> **ASSIGNMENT**: Your result should be the lines holding the word "causerie", copied from the entries below.

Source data
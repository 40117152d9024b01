//! Boolean setting handlers for on/off settings.

use crate::cli::settings::error::SettingError;
use crate::cli::settings::helpers::{format_bool, mutate_config, parse_bool};
use crate::cli::settings::{SetContext, SettingHandler};
use crate::core::config::Config;

/// Data-driven handler for on/off settings.
pub struct BooleanHandler {
    key: &'static str,
    hint: &'static str,
    example: &'static str,
    default_display: &'static str,
    get: fn(&Config) -> Option<bool>,
    set_field: fn(&mut Config, Option<bool>),
}

impl SettingHandler for BooleanHandler {
    fn key(&self) -> &'static str {
        self.key
    }

    fn set(&self, args: &[String], ctx: &SetContext<'_>) -> Result<String, SettingError> {
        if args.is_empty() {
            return Err(SettingError::MissingArgs {
                hint: self.hint,
                example: self.example,
            });
        }

        let input = args.join(" ");
        let value = parse_bool(&input).ok_or(SettingError::InvalidBoolean(input))?;
        let set_field = self.set_field;
        mutate_config(ctx.config_path, move |config| set_field(config, Some(value)))?;

        Ok(format!("✅ Set {} to: {}", self.key, format_bool(value)))
    }

    fn unset(&self, _arg: Option<&str>, ctx: &SetContext<'_>) -> Result<String, SettingError> {
        let set_field = self.set_field;
        mutate_config(ctx.config_path, move |config| set_field(config, None))?;
        Ok(format!(
            "✅ Unset {} (will use default: {})",
            self.key, self.default_display
        ))
    }

    fn format(&self, config: &Config) -> String {
        match (self.get)(config) {
            Some(value) => format!("  {}: {}", self.key, format_bool(value)),
            None => format!("  {}: (unset, default: {})", self.key, self.default_display),
        }
    }
}

/// Handler for the `streaming` setting. Off forces one-shot exchanges.
pub fn streaming_handler() -> BooleanHandler {
    BooleanHandler {
        key: "streaming",
        hint: "To enable or disable the streaming channel, specify on or off:",
        example: "causerie set streaming off",
        default_display: "on",
        get: |c| c.streaming,
        set_field: |c, v| c.streaming = v,
    }
}

#[cfg(test)]
mod tests {
    use super::*;
    use tempfile::TempDir;

    #[test]
    fn streaming_round_trips_through_the_file() {
        let dir = TempDir::new().unwrap();
        let path = dir.path().join("config.toml");
        let ctx = SetContext {
            config_path: &path,
        };
        let handler = streaming_handler();

        let message = handler.set(&["off".to_string()], &ctx).unwrap();
        assert_eq!(message, "✅ Set streaming to: off");
        let loaded = Config::load_from_path(&path).unwrap();
        assert_eq!(loaded.streaming, Some(false));
        assert_eq!(handler.format(&loaded), "  streaming: off");

        handler.unset(None, &ctx).unwrap();
        let loaded = Config::load_from_path(&path).unwrap();
        assert_eq!(handler.format(&loaded), "  streaming: (unset, default: on)");
    }

    #[test]
    fn rejects_garbage() {
        let dir = TempDir::new().unwrap();
        let path = dir.path().join("config.toml");
        let ctx = SetContext {
            config_path: &path,
        };
        let err = streaming_handler()
            .set(&["sometimes".to_string()], &ctx)
            .unwrap_err();
        assert!(matches!(err, SettingError::InvalidBoolean(_)));
        assert!(!path.exists());
    }
}
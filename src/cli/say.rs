//! TUI-less "say" command

use std::error::Error;
use std::io::{self, Write};
use std::time::{Duration, Instant};

use tracing::debug;

use crate::api::models::fetch_models;
use crate::core::session::{ChatSession, SessionAction, SessionCommand};
use crate::core::transport::{
    event_channel, run_one_shot, ChannelMode, EventReceiver, TransportState,
};

use super::context::ChatContext;

const SOCKET_WAIT: Duration = Duration::from_secs(2);

pub async fn run_say(ctx: &ChatContext, prompt: Vec<String>) -> Result<(), Box<dyn Error>> {
    let prompt = prompt.join(" ");
    if prompt.trim().is_empty() {
        return Err("Usage: causerie say <prompt>".into());
    }

    ctx.ensure_session().await?;

    let (tx, rx) = event_channel();
    let mut session = ctx.build_session(tx.clone());
    let models = fetch_models(ctx.client()).await?;
    session.apply(SessionAction::CatalogLoaded(models));
    if session.composer().selected_model().is_none() {
        let first = session.catalog().first().map(|m| m.name.clone());
        session.apply(SessionAction::SelectModel(first));
    }
    let Some(model) = session.composer().selected_model().map(str::to_string) else {
        return Err(session
            .notice()
            .unwrap_or("No model available")
            .to_string()
            .into());
    };

    if ctx.streaming {
        let started = Instant::now();
        while session.channel_mode() != ChannelMode::Streaming && started.elapsed() < SOCKET_WAIT {
            tokio::time::sleep(Duration::from_millis(50)).await;
        }
    }
    debug!(%model, mode = session.channel_mode().label(), "sending prompt");

    session.apply(SessionAction::InsertText(prompt));
    let one_shot = ctx.one_shot_channel();
    match session.apply(SessionAction::Submit) {
        Some(SessionCommand::RunOneShot(job)) => {
            run_one_shot(one_shot.as_ref(), job, &tx).await;
        }
        Some(_) => return Err("Session ended before the prompt was sent".into()),
        None if session.transport_state() == TransportState::Idle => {
            let reason = session.notice().unwrap_or("Prompt was not sent").to_string();
            return Err(reason.into());
        }
        None => {}
    }

    print_reply(&mut session, rx, &mut io::stdout()).await
}

/// Apply transport events until the exchange finishes, writing the reply as
/// it grows.
async fn print_reply(
    session: &mut ChatSession,
    mut rx: EventReceiver,
    out: &mut impl Write,
) -> Result<(), Box<dyn Error>> {
    let mut printed = 0;

    while session.transport_state() != TransportState::Idle {
        let Some((event, exchange)) = rx.recv().await else {
            return Err("Transport closed before the reply finished".into());
        };
        match session.apply(SessionAction::Transport { event, exchange }) {
            Some(SessionCommand::AuthenticationLost) => {
                return Err("The server rejected the session; run 'causerie login'".into());
            }
            Some(_) => return Err("Session ended before the reply finished".into()),
            None => {}
        }

        // The open assistant turn only grows, so `printed` stays on a char boundary.
        if let Some(turn) = session.transcript().last().filter(|t| t.is_assistant()) {
            if let Some(delta) = turn.content.get(printed..).filter(|d| !d.is_empty()) {
                write!(out, "{delta}")?;
                out.flush()?;
                printed = turn.content.len();
            }
        }
    }

    match session.transcript().last() {
        Some(turn) if turn.is_failure() => {
            if printed > 0 {
                writeln!(out)?;
            }
            Err(format!("❌ {}", turn.content).into())
        }
        _ => {
            writeln!(out)?;
            Ok(())
        }
    }
}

> **FINAL ANSWER**:
        example: "causerie set streaming off",
        return Err("Usage: causerie say <prompt>".into());
                return Err("The server rejected the session; run 'causerie login'".into());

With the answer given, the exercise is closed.